- Your assignment
Every line that holds the word "list" needs to be copied from the data below.

[Dataset entries]
═══

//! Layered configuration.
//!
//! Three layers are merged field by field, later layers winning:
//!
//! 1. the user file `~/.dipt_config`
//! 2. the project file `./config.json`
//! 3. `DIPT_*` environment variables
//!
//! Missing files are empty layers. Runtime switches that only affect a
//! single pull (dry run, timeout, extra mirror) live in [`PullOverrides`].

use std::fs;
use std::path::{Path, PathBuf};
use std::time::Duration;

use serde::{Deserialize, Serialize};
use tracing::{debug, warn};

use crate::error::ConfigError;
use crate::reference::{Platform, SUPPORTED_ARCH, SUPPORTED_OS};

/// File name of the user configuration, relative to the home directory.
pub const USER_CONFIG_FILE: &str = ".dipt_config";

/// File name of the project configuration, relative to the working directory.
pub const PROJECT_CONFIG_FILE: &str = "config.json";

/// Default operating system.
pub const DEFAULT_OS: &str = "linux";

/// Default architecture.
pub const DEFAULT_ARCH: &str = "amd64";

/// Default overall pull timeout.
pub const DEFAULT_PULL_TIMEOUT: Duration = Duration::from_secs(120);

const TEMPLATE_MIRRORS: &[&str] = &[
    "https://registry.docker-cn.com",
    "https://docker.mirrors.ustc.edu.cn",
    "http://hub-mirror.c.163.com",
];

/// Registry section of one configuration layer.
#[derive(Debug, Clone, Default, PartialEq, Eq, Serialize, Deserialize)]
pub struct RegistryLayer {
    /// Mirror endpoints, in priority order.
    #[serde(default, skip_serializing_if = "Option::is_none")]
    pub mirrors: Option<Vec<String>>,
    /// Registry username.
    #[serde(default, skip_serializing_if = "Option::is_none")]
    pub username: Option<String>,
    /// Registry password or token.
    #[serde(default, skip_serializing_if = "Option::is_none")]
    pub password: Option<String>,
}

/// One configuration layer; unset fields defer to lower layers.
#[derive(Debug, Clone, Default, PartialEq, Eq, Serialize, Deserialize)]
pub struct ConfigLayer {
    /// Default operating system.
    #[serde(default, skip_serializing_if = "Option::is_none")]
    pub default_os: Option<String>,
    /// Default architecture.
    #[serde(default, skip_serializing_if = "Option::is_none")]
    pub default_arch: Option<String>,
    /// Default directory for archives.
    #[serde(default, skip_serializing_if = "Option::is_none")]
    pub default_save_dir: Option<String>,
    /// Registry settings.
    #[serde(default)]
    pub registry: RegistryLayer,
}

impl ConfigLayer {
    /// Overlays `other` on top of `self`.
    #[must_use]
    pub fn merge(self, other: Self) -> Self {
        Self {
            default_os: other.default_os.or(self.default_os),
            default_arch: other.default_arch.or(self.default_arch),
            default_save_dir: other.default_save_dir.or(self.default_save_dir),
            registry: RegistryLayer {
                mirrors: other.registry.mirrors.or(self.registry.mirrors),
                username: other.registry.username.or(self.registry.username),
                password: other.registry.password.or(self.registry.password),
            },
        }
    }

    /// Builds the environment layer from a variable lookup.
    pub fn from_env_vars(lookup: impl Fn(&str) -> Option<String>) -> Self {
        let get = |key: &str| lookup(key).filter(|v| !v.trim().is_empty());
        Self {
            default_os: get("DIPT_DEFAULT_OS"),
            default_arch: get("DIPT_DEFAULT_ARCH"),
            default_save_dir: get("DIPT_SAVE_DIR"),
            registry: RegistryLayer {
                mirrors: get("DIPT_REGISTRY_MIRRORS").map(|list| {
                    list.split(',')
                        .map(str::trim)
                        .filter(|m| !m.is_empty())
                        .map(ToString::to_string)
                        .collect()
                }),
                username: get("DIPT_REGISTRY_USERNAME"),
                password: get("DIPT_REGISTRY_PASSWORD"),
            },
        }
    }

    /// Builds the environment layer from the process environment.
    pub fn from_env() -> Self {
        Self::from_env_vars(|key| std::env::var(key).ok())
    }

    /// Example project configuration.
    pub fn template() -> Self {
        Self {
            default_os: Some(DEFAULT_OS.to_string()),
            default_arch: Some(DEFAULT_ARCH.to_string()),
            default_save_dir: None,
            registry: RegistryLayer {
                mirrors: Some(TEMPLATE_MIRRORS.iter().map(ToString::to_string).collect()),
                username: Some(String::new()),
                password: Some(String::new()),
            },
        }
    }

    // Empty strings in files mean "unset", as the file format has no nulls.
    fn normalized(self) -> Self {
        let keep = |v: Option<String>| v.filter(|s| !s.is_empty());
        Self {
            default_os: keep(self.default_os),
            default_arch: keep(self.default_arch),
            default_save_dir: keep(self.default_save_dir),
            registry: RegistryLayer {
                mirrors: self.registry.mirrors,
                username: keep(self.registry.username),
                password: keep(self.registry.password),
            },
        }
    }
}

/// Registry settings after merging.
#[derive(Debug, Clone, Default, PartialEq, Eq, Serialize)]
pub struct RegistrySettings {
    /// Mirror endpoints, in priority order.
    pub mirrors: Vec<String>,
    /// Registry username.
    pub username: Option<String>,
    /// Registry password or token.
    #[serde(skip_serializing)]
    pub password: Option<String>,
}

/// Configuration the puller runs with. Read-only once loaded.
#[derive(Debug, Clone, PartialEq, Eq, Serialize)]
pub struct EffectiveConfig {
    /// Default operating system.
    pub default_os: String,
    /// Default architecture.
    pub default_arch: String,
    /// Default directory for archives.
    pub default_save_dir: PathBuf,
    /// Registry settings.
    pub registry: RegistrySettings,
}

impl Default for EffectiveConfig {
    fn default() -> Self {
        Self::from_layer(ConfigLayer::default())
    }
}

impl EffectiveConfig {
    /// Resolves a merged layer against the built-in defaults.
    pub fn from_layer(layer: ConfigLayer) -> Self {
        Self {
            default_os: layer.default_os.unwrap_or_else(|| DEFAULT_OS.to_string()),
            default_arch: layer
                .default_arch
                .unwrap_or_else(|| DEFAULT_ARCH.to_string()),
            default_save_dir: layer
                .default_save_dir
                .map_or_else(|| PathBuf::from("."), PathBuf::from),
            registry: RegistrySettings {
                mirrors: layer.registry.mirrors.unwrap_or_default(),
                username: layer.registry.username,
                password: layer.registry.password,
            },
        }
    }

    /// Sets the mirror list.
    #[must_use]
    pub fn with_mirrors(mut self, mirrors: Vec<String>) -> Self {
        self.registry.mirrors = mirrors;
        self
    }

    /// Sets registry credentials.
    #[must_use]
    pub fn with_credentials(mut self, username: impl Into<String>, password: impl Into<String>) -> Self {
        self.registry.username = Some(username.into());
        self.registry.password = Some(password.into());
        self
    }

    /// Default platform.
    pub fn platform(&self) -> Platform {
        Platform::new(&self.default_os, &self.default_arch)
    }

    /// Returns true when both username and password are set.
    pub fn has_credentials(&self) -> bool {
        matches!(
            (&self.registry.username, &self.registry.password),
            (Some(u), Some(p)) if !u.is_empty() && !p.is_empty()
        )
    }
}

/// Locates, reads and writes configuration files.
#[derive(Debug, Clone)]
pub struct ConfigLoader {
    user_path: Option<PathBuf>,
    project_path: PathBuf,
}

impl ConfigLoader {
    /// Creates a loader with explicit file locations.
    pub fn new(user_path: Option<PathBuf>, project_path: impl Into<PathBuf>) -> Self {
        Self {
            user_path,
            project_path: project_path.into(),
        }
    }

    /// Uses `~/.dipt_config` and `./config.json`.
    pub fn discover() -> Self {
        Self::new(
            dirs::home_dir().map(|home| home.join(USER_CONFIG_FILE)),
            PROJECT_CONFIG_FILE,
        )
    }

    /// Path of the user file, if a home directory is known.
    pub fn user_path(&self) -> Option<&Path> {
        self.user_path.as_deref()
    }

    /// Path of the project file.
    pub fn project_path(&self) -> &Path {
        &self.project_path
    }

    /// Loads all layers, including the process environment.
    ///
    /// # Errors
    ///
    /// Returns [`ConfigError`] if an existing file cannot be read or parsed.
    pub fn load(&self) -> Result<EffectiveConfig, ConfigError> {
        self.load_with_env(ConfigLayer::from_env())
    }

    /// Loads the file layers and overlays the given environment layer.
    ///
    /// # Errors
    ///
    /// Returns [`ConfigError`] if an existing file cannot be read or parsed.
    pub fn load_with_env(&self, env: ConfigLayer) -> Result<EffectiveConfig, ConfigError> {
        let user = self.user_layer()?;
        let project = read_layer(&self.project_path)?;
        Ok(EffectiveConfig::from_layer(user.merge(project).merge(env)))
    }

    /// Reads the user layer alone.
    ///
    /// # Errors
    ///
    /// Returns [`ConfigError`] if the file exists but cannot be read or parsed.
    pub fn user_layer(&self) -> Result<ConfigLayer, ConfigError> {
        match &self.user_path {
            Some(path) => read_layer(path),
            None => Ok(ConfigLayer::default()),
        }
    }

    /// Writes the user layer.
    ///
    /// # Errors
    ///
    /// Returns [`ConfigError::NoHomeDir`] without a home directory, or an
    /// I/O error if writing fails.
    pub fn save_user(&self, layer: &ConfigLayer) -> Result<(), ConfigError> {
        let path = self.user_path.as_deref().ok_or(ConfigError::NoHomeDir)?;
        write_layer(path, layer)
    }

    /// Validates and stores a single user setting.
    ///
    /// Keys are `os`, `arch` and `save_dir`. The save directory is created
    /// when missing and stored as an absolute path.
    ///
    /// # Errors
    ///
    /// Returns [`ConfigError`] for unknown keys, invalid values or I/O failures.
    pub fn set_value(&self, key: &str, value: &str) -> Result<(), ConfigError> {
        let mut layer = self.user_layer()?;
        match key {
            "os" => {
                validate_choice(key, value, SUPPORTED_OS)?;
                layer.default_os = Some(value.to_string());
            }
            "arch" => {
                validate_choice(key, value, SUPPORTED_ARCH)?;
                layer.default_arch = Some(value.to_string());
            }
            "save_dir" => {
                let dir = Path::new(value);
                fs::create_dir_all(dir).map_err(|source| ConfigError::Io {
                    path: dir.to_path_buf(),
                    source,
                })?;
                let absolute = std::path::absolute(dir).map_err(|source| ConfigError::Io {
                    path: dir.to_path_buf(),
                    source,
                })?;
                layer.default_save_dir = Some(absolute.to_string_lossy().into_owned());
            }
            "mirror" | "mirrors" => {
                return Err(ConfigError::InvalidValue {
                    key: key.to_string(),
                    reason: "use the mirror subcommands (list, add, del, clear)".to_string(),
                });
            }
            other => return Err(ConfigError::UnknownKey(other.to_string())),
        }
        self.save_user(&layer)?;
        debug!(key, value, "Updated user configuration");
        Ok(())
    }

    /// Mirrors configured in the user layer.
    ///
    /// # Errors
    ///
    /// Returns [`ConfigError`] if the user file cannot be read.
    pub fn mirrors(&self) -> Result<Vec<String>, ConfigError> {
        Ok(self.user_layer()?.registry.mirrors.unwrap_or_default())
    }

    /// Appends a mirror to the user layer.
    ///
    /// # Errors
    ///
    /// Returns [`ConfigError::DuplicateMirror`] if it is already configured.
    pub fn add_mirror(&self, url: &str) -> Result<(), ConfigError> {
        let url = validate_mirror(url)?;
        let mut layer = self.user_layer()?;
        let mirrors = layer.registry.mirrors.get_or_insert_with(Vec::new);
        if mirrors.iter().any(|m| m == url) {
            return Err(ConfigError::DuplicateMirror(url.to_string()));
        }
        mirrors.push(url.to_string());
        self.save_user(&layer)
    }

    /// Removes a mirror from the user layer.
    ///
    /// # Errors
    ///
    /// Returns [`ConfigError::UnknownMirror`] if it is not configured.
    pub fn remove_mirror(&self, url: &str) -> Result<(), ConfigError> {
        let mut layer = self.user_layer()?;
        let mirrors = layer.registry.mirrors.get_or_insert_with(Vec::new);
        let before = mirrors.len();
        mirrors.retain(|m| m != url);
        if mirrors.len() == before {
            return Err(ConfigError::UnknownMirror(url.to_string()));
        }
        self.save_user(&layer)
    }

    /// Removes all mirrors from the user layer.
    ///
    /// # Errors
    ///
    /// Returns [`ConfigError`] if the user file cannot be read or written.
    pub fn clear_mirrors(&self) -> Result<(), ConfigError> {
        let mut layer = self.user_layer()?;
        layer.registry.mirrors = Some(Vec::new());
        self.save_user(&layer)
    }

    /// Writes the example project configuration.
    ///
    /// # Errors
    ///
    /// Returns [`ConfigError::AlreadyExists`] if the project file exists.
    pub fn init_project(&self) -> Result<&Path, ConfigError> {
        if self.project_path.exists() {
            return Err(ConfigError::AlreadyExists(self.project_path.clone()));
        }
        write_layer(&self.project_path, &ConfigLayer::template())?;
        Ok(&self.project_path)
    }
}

═══

- Answer section
                mirrors: get("DIPT_REGISTRY_MIRRORS").map(|list| {
                    list.split(',')
    /// Sets the mirror list.
                    reason: "use the mirror subcommands (list, add, del, clear)".to_string(),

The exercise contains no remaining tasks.